화학공학소재연구정보센터
Chemical Engineering Science, Vol.54, No.5, 663-674, 1999
Novel thin-film polymerization and time evolution of liquid crystal texture during polymerization
We have developed a novel thin-film polymerization technique to in situ examine and analyze polycondensation reactions and liquid crystal texture evolution for wholly aromatic liquid crystal copolymers poly(p-oxybenzoate/2,6-oxynaphthoate) (P(OBA/ONA)) as well as homopolymers poly(p-oxybenzoate) (POBA) and poly(2,6-oxynaphthoate) (PONA). The polycondensation reactions were conducted on the heating stage of a polarizing microscope at various temperatures and were characterized by FTIR. During the early stage of the reaction, liquid crystal areas increased through two mechanisms. One was domain growth of single droplet, and the other was coalescence by welding adjacent droplets.
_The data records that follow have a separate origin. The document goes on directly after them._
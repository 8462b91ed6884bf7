//! Writes a deterministic dummy-transactions CSV for trying out the dashboard.

const OUTPUT_PATH: &str = "sample_transactions.csv";
const ROWS: usize = 2000;

const ACCOUNT_TYPES: [&str; 4] = ["Savings", "Current", "Business", "Corporate"];
const REGIONS: [&str; 5] = ["North", "South", "East", "West", "Central"];
const BANKS: [&str; 10] = [
    "Apex Bank",
    "Harbor Bank",
    "Crescent Bank",
    "Summit Bank",
    "Meridian Bank",
    "Pinnacle Bank",
    "Northgate Bank",
    "Sterling Trust",
    "Union Commerce",
    "First Capital",
];

fn pick<'a>(rng: &mut SimpleRng, items: &[&'a str]) -> &'a str {
    items[(rng.next_u64() % items.len() as u64) as usize]
}

/// Minimal deterministic PRNG (xoshiro256**)
struct SimpleRng {
    state: [u64; 4],
}

impl SimpleRng {
    fn new(seed: u64) -> Self {
        let mut s = [0u64; 4];
        let mut x = seed;
        for slot in &mut s {
            x = x.wrapping_mul(6364136223846793005).wrapping_add(1);
            *slot = x;
        }
        SimpleRng { state: s }
    }

    fn next_u64(&mut self) -> u64 {
        let result = (self.state[1].wrapping_mul(5))
            .rotate_left(7)
            .wrapping_mul(9);
        let t = self.state[1] << 17;
        self.state[2] ^= self.state[0];
        self.state[3] ^= self.state[1];
        self.state[1] ^= self.state[2];
        self.state[0] ^= self.state[3];
        self.state[2] ^= t;
        self.state[3] = self.state[3].rotate_left(45);
        result
    }

    fn next_f64(&mut self) -> f64 {
        (self.next_u64() >> 11) as f64 / (1u64 << 53) as f64
    }

    /// Box-Muller transform for normal distribution
    fn gauss(&mut self, mean: f64, std_dev: f64) -> f64 {
        let u1 = self.next_f64().max(1e-15);
        let u2 = self.next_f64();
        let z = (-2.0 * u1.ln()).sqrt() * (2.0 * std::f64::consts::PI * u2).cos();
        mean + std_dev * z
    }
}

fn main() {
    let mut rng = SimpleRng::new(42);

    let mut writer = csv::Writer::from_path(OUTPUT_PATH).expect("Failed to create output file");
    writer
        .write_record([
            "Account Type",
            "Region",
            "Transaction To",
            "Credit",
            "Debit",
            "Date",
        ])
        .expect("Failed to write header");

    for row in 0..ROWS {
        let account_type = pick(&mut rng, &ACCOUNT_TYPES);
        let region = pick(&mut rng, &REGIONS);
        let bank = pick(&mut rng, &BANKS);

        // Log-normal amounts: most flows cluster in the low thousands with a
        // heavy tail, and every 400th row is inflated into a clear outlier so
        // the anomaly summary has something to flag.
        let mut amount = rng.gauss(8.0, 0.8).exp();
        if row % 400 == 399 {
            amount *= 80.0;
        }
        let amount = (amount * 100.0).round() / 100.0;

        let (credit, debit) = if rng.next_f64() < 0.5 {
            (amount, 0.0)
        } else {
            (0.0, amount)
        };

        let year = 2018 + rng.next_u64() % 7;
        let month = 1 + rng.next_u64() % 12;
        let day = 1 + rng.next_u64() % 28;
        let date = format!("{year:04}-{month:02}-{day:02}");

        let credit = format!("{credit:.2}");
        let debit = format!("{debit:.2}");
        writer
            .write_record([
                account_type,
                region,
                bank,
                credit.as_str(),
                debit.as_str(),
                date.as_str(),
            ])
            .expect("Failed to write row");
    }

    writer.flush().expect("Failed to flush output");
    println!("Wrote {ROWS} transactions to {OUTPUT_PATH}");
}
use std::collections::BTreeSet;

use super::model::{Transaction, TransactionSet};

// ---------------------------------------------------------------------------
// Filter selection: which category values are allowed per field
// ---------------------------------------------------------------------------

/// Allow-sets for the two categorical filter fields.
///
/// A row passes when both its account type and its region are members of the
/// respective set. An empty set therefore hides everything; the "no filter"
/// default is a selection containing every observed value, see
/// [`FilterSelection::all_from`].
#[derive(Debug, Clone, Default, PartialEq)]
pub struct FilterSelection {
    pub account_types: BTreeSet<String>,
    pub regions: BTreeSet<String>,
}

impl FilterSelection {
    /// A selection with every value observed in `dataset` selected (show all).
    pub fn all_from(dataset: &TransactionSet) -> Self {
        FilterSelection {
            account_types: dataset.account_types.clone(),
            regions: dataset.regions.clone(),
        }
    }

    /// Whether a single transaction passes this selection.
    pub fn matches(&self, txn: &Transaction) -> bool {
        self.account_types.contains(&txn.account_type) && self.regions.contains(&txn.region)
    }
}

/// Return indices of transactions that pass the selection, in input order.
pub fn filtered_indices(dataset: &TransactionSet, selection: &FilterSelection) -> Vec<usize> {
    dataset
        .transactions
        .iter()
        .enumerate()
        .filter(|(_, txn)| selection.matches(txn))
        .map(|(i, _)| i)
        .collect()
}

#[cfg(test)]
mod tests {
    use super::*;

    fn txn(account_type: &str, region: &str) -> Transaction {
        Transaction {
            account_type: account_type.to_string(),
            region: region.to_string(),
            beneficiary: "Apex Bank".to_string(),
            credit: 0.0,
            debit: 0.0,
            date: None,
        }
    }

    fn dataset() -> TransactionSet {
        TransactionSet::from_transactions(
            vec![
                txn("Retail", "North"),
                txn("Retail", "South"),
                txn("Corporate", "North"),
            ],
            false,
        )
    }

    #[test]
    fn full_selection_is_identity() {
        let ds = dataset();
        let all = FilterSelection::all_from(&ds);
        assert_eq!(filtered_indices(&ds, &all), vec![0, 1, 2]);
    }

    #[test]
    fn empty_selection_hides_everything() {
        let ds = dataset();
        assert!(filtered_indices(&ds, &FilterSelection::default()).is_empty());
    }

    #[test]
    fn both_fields_must_match() {
        let ds = dataset();
        let selection = FilterSelection {
            account_types: ["Retail".to_string()].into(),
            regions: ["North".to_string()].into(),
        };
        // Row 1 has the right account type, row 2 the right region; only
        // row 0 has both.
        assert_eq!(filtered_indices(&ds, &selection), vec![0]);
    }

    #[test]
    fn partial_selection_preserves_input_order() {
        let ds = dataset();
        let selection = FilterSelection {
            account_types: ["Retail".to_string(), "Corporate".to_string()].into(),
            regions: ["North".to_string()].into(),
        };
        assert_eq!(filtered_indices(&ds, &selection), vec![0, 2]);
    }
}
pub mod chat;
pub mod delete;
pub mod list;
pub mod pull;
pub mod run;
pub mod split;
pub mod synth;

use std::time::Instant;

use anyhow::Context;
use indicatif::MultiProgress;
use tracing::info;

use psyllm_core::device::device_name;
use psyllm_core::{select_device, ModelConfig, Qwen3Model};
use psyllm_hub::{ModelCache, ModelDownloader};

use crate::config::AppConfig;

/// Load `repo_id` at the configured revision, pulling it first if the cache
/// does not hold a loadable copy. `prefer_gpu` already folds in the CLI flags.
pub async fn load_model(config: &AppConfig, repo_id: &str, prefer_gpu: bool) -> anyhow::Result<Qwen3Model> {
    let revision = config.model.revision.as_str();
    let cache = ModelCache::new(config.cache_dir())?;
    let model_dir = cache.model_dir(repo_id, revision);

    if !cache.is_loadable(repo_id, revision) {
        info!(repo_id, revision, "Model not in cache, pulling");
        let downloader = ModelDownloader::new(cache)?;
        downloader
            .pull(repo_id, revision, Some(&MultiProgress::new()))
            .await
            .with_context(|| format!("Failed to pull {repo_id}@{revision}"))?;
    }

    let device = select_device(prefer_gpu, config.device.cuda_device_id)?;
    let model_config = ModelConfig {
        repo_id: repo_id.to_string(),
        revision: revision.to_string(),
        model_dir: model_dir.clone(),
        max_sequence_length: config.model.max_sequence_length,
    };

    let start = Instant::now();
    info!(model_dir = %model_dir.display(), device = device_name(&device), "Loading model");
    let model = Qwen3Model::load(&model_config, &device)
        .with_context(|| format!("Failed to load model from {}", model_dir.display()))?;
    info!(elapsed_ms = start.elapsed().as_millis() as u64, "Model loaded");
    Ok(model)
}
The former was mainly driven by chemical factor of chain growth, while the later was driven by both chemical factor of chain growth and physical factor of reducing system energy. The rate of liquid crystal area increasing was much faster in the case of coalescence. The progress of crystallization during the late stage of polymerization was found to be strongly dependent on the system morphology. Crystallization occurred rapidly if there was no stripe texture. Otherwise, crystallization was retarded or suppressed. For P(OBA/ONA) copolymers, the appearance of stripe texture was determined by monomer composition and reaction temperature. While for both POBA and PONA homopolymer systems, no stripe texture but only crystallization has ever been observed in the late stage of the reactions in our experimental temperature range.